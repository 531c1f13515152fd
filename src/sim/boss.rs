//! Boss behaviour
//!
//! Entrance slide, movement patterns, rage escalation and volleys.

use glam::Vec2;
use rand::Rng;

use super::entity::{BossPattern, Bullet, RageTier};
use super::particles::Tint;
use super::state::{GameEvent, GameState};
use crate::audio::TauntPool;
use crate::consts::*;
use crate::frame_chance;

/// Sine sweep amplitude in pixels per second
const SWEEP_SPEED: f32 = 180.0;
/// Sine sweep angular rate (radians per second)
const SWEEP_RATE: f32 = 2.0;
/// Fraction of the horizontal gap to the player closed per reference frame
const TRACK_FOLLOW: f32 = 0.02;
const DASH_SPEED: f32 = 540.0;
const ERRATIC_SPEED: f32 = 240.0;
/// Seconds between erratic heading changes
const ERRATIC_INTERVAL: f32 = 0.25;
/// Horizontal spacing of a fanned volley at the muzzle
const VOLLEY_SPACING: f32 = 30.0;
/// Angle between bullets of an aimed volley (radians)
const AIMED_SPREAD: f32 = 0.12;
/// Chance of a taunt when the pattern changes
const PATTERN_TAUNT_CHANCE: f32 = 0.4;

/// Resting height once the entrance is over
pub fn resting_y() -> f32 {
    BOSS_START_Y + BOSS_ENTRANCE_TRAVEL
}

/// Advance the boss by `dt` (time-scaled) seconds
pub fn update_boss(state: &mut GameState, dt: f32) {
    if state.boss.is_entering() {
        update_entrance(state, dt);
        return;
    }

    let boss = &mut state.boss;
    boss.clock += dt;
    boss.hit_flash = (boss.hit_flash - dt).max(0.0);

    boss.pattern_timer += dt;
    if boss.pattern_timer >= BOSS_PATTERN_DURATION {
        boss.pattern_timer -= BOSS_PATTERN_DURATION;
        boss.pattern = boss.pattern.next();
        boss.dash_target = None;
        boss.jitter_timer = 0.0;
        log::debug!("Boss pattern -> {:?}", boss.pattern);
        if state.rng.random::<f32>() < PATTERN_TAUNT_CHANCE {
            state.emit(GameEvent::Taunt(TauntPool::Boss));
        }
    }

    move_boss(state, dt);
    update_rage(state);

    let tier = state.boss.rage;
    if state.rng.random::<f32>() < frame_chance(tier.fire_chance(), dt) {
        fire_volley(state, tier);
    }
}

fn update_entrance(state: &mut GameState, dt: f32) {
    let boss = &mut state.boss;
    boss.enter_progress = (boss.enter_progress + dt / BOSS_ENTRANCE_DURATION).min(1.0);
    boss.body.pos.y = BOSS_START_Y + boss.enter_progress * BOSS_ENTRANCE_TRAVEL;

    if boss.enter_progress >= 1.0 {
        boss.body.pos.y = resting_y();
        boss.body.active = true;
        log::info!("Boss arrived ({} hp)", boss.health);
    }
}

fn move_boss(state: &mut GameState, dt: f32) {
    let width = state.config.width;
    let player_x = state.player.body.pos.x;
    let boss = &mut state.boss;
    let half = boss.body.radius();
    let (min_x, max_x) = (half, (width - half).max(half));

    match boss.pattern {
        BossPattern::SineSweep => {
            boss.body.pos.x += (boss.clock * SWEEP_RATE).sin() * SWEEP_SPEED * dt;
        }
        BossPattern::TrackPlayer => {
            boss.body.pos.x += (player_x - boss.body.pos.x) * frame_chance(TRACK_FOLLOW, dt);
        }
        BossPattern::Dash => {
            let target = match boss.dash_target {
                Some(x) => x,
                None => {
                    let x = state.rng.random_range(min_x..=max_x);
                    boss.dash_target = Some(x);
                    x
                }
            };
            let gap = target - boss.body.pos.x;
            let step = DASH_SPEED * dt;
            if gap.abs() <= step {
                boss.body.pos.x = target;
                boss.dash_target = None;
            } else {
                boss.body.pos.x += step * gap.signum();
            }
        }
        BossPattern::Erratic => {
            boss.jitter_timer -= dt;
            if boss.jitter_timer <= 0.0 {
                boss.jitter_timer = ERRATIC_INTERVAL;
                boss.body.vel.x = state.rng.random_range(-ERRATIC_SPEED..=ERRATIC_SPEED);
            }
            boss.body.pos.x += boss.body.vel.x * dt;
        }
    }

    boss.body.pos.x = boss.body.pos.x.clamp(min_x, max_x);
    boss.body.pos.y = resting_y();
}

/// Escalate when health crosses a threshold; tiers never go back down
fn update_rage(state: &mut GameState) {
    let tier = RageTier::from_fraction(state.boss.health_fraction());
    if tier <= state.boss.rage {
        return;
    }
    state.boss.rage = tier;
    log::info!("Boss rage -> {:?}", tier);
    state.effects.impact(1.5);
    let pos = state.boss.body.pos;
    state.particles.spawn_sparks(pos, Tint::Red, 20);
    state.emit(GameEvent::Taunt(TauntPool::Boss));
}

/// Fire one volley: fanned straight down, or aimed at the player when enraged
pub fn fire_volley(state: &mut GameState, tier: RageTier) {
    let count = tier.volley_size();
    let speed = tier.bullet_speed();
    let muzzle = state.boss.body.pos + Vec2::new(0.0, state.boss.body.size.y / 2.0);
    let aimed = state.rng.random::<f32>() < tier.aim_chance();
    let to_player = (state.player.body.pos - muzzle).normalize_or(Vec2::Y);

    let half = (count / 2) as i32;
    for i in -half..=half {
        let offset = i as f32;
        let (pos, vel) = if aimed {
            let dir = Vec2::from_angle(offset * AIMED_SPREAD).rotate(to_player);
            (muzzle, dir * speed)
        } else {
            (
                muzzle + Vec2::new(offset * VOLLEY_SPACING, 0.0),
                Vec2::new(offset * VOLLEY_SPACING, speed),
            )
        };
        state.bullets.push(Bullet::hostile(pos, vel, BOSS_BULLET_DAMAGE));
    }
    log::trace!("Boss volley: {} bullets, aimed={}", count, aimed);
}

#[cfg(test)]
mod tests {
    use super::*;
    use crate::config::GameConfig;
    use crate::sim::GamePhase;
    use crate::sim::entity::BulletOwner;

    fn boss_state() -> GameState {
        let mut state = GameState::new(GameConfig::default(), 11);
        state.set_phase(GamePhase::Wave);
        state.set_phase(GamePhase::Boss);
        state
    }

    #[test]
    fn test_entrance_takes_one_second() {
        let mut state = boss_state();
        assert!(!state.boss.body.active);

        for _ in 0..31 {
            update_boss(&mut state, 1.0 / 32.0);
        }
        assert!(state.boss.is_entering());
        assert!(!state.boss.body.active);

        update_boss(&mut state, 1.0 / 32.0);
        assert!(!state.boss.is_entering());
        assert!(state.boss.body.active);
        assert!((state.boss.body.pos.y - resting_y()).abs() < 0.001);
    }

    #[test]
    fn test_patterns_rotate_every_two_seconds() {
        let mut state = boss_state();
        state.boss.enter_progress = 1.0;
        state.boss.body.active = true;
        assert_eq!(state.boss.pattern, BossPattern::SineSweep);

        for _ in 0..64 {
            update_boss(&mut state, 1.0 / 32.0);
        }
        assert_eq!(state.boss.pattern, BossPattern::TrackPlayer);
    }

    #[test]
    fn test_boss_stays_on_screen() {
        let mut state = boss_state();
        state.boss.enter_progress = 1.0;
        state.boss.body.active = true;
        for _ in 0..2000 {
            update_boss(&mut state, 1.0 / 60.0);
            let x = state.boss.body.pos.x;
            assert!(x >= BOSS_SIZE / 2.0 - 0.001);
            assert!(x <= state.config.width - BOSS_SIZE / 2.0 + 0.001);
        }
    }

    #[test]
    fn test_rage_escalates_once_per_tier() {
        let mut state = boss_state();
        state.boss.enter_progress = 1.0;
        state.boss.body.active = true;
        state.boss.health = 90;
        state.drain_events().for_each(drop);

        update_rage(&mut state);
        assert_eq!(state.boss.rage, RageTier::Angry);
        assert!(state.events().contains(&GameEvent::Taunt(TauntPool::Boss)));

        state.drain_events().for_each(drop);
        update_rage(&mut state);
        assert!(state.events().is_empty());

        state.boss.health = 40;
        update_rage(&mut state);
        assert_eq!(state.boss.rage, RageTier::Furious);
    }

    #[test]
    fn test_volley_size_scales_with_rage() {
        let mut state = boss_state();
        fire_volley(&mut state, RageTier::Calm);
        assert_eq!(state.bullets.len(), 3);

        state.bullets.clear();
        fire_volley(&mut state, RageTier::Furious);
        assert_eq!(state.bullets.len(), 7);
        assert!(state.bullets.iter().all(|b| b.owner == BulletOwner::Hostile));
        assert!(
            state
                .bullets
                .iter()
                .all(|b| (b.body.vel.length() - RageTier::Furious.bullet_speed()).abs() < 100.0)
        );
    }
}
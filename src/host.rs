//! Frame clock and session tickets
//!
//! The browser hands us `requestAnimationFrame` timestamps in milliseconds.
//! `FrameClock` turns them into clamped deltas; `Sessions` lets a frame
//! callback notice that the game it was scheduled for has been quit.

use crate::consts::{MAX_FRAME_DT, REFERENCE_FPS};

/// Converts animation-frame timestamps into simulation deltas
#[derive(Debug, Clone, Default)]
pub struct FrameClock {
    last_ms: Option<f64>,
}

impl FrameClock {
    pub fn new() -> Self {
        Self::default()
    }

    /// Seconds since the previous frame, clamped to `MAX_FRAME_DT`
    ///
    /// The first frame (and any frame after `reset`) reports one reference
    /// frame. Timestamps going backwards report zero.
    pub fn delta(&mut self, now_ms: f64) -> f32 {
        let dt = match self.last_ms {
            Some(last) if now_ms.is_finite() => ((now_ms - last) / 1000.0) as f32,
            Some(_) => 0.0,
            None => 1.0 / REFERENCE_FPS,
        };
        if now_ms.is_finite() {
            self.last_ms = Some(now_ms);
        }
        dt.clamp(0.0, MAX_FRAME_DT)
    }

    /// Forget the last timestamp (after a pause or restart)
    pub fn reset(&mut self) {
        self.last_ms = None;
    }
}

/// Proof that a frame loop belongs to a particular run
#[derive(Debug, Clone, Copy, PartialEq, Eq)]
pub struct SessionTicket(u64);

/// Generation counter for game runs
///
/// Every `start` invalidates the tickets handed out before it, and `quit`
/// invalidates the current one. A scheduled frame that holds a stale
/// ticket must not touch the game.
#[derive(Debug, Clone, Default)]
pub struct Sessions {
    generation: u64,
    running: bool,
}

impl Sessions {
    pub fn new() -> Self {
        Self::default()
    }

    pub fn start(&mut self) -> SessionTicket {
        self.generation += 1;
        self.running = true;
        log::debug!("Session {} started", self.generation);
        SessionTicket(self.generation)
    }

    pub fn quit(&mut self) {
        if self.running {
            log::debug!("Session {} quit", self.generation);
        }
        self.running = false;
        self.generation += 1;
    }

    pub fn is_running(&self) -> bool {
        self.running
    }

    pub fn is_current(&self, ticket: SessionTicket) -> bool {
        self.running && ticket.0 == self.generation
    }
}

__To do__: Would you set down, word for word, the lines from the opening of the entries above through the line with "(radians per second)", both included, and no others?

__Response__:
repository 531c1f13515152fd
filename src/sim/boss.rs
//! Boss behaviour
//!
//! Entrance slide, movement patterns, rage escalation and volleys.

use glam::Vec2;
use rand::Rng;

use super::entity::{BossPattern, Bullet, RageTier};
use super::particles::Tint;
use super::state::{GameEvent, GameState};
use crate::audio::TauntPool;
use crate::consts::*;
use crate::frame_chance;

/// Sine sweep amplitude in pixels per second
const SWEEP_SPEED: f32 = 180.0;
/// Sine sweep angular rate (radians per second)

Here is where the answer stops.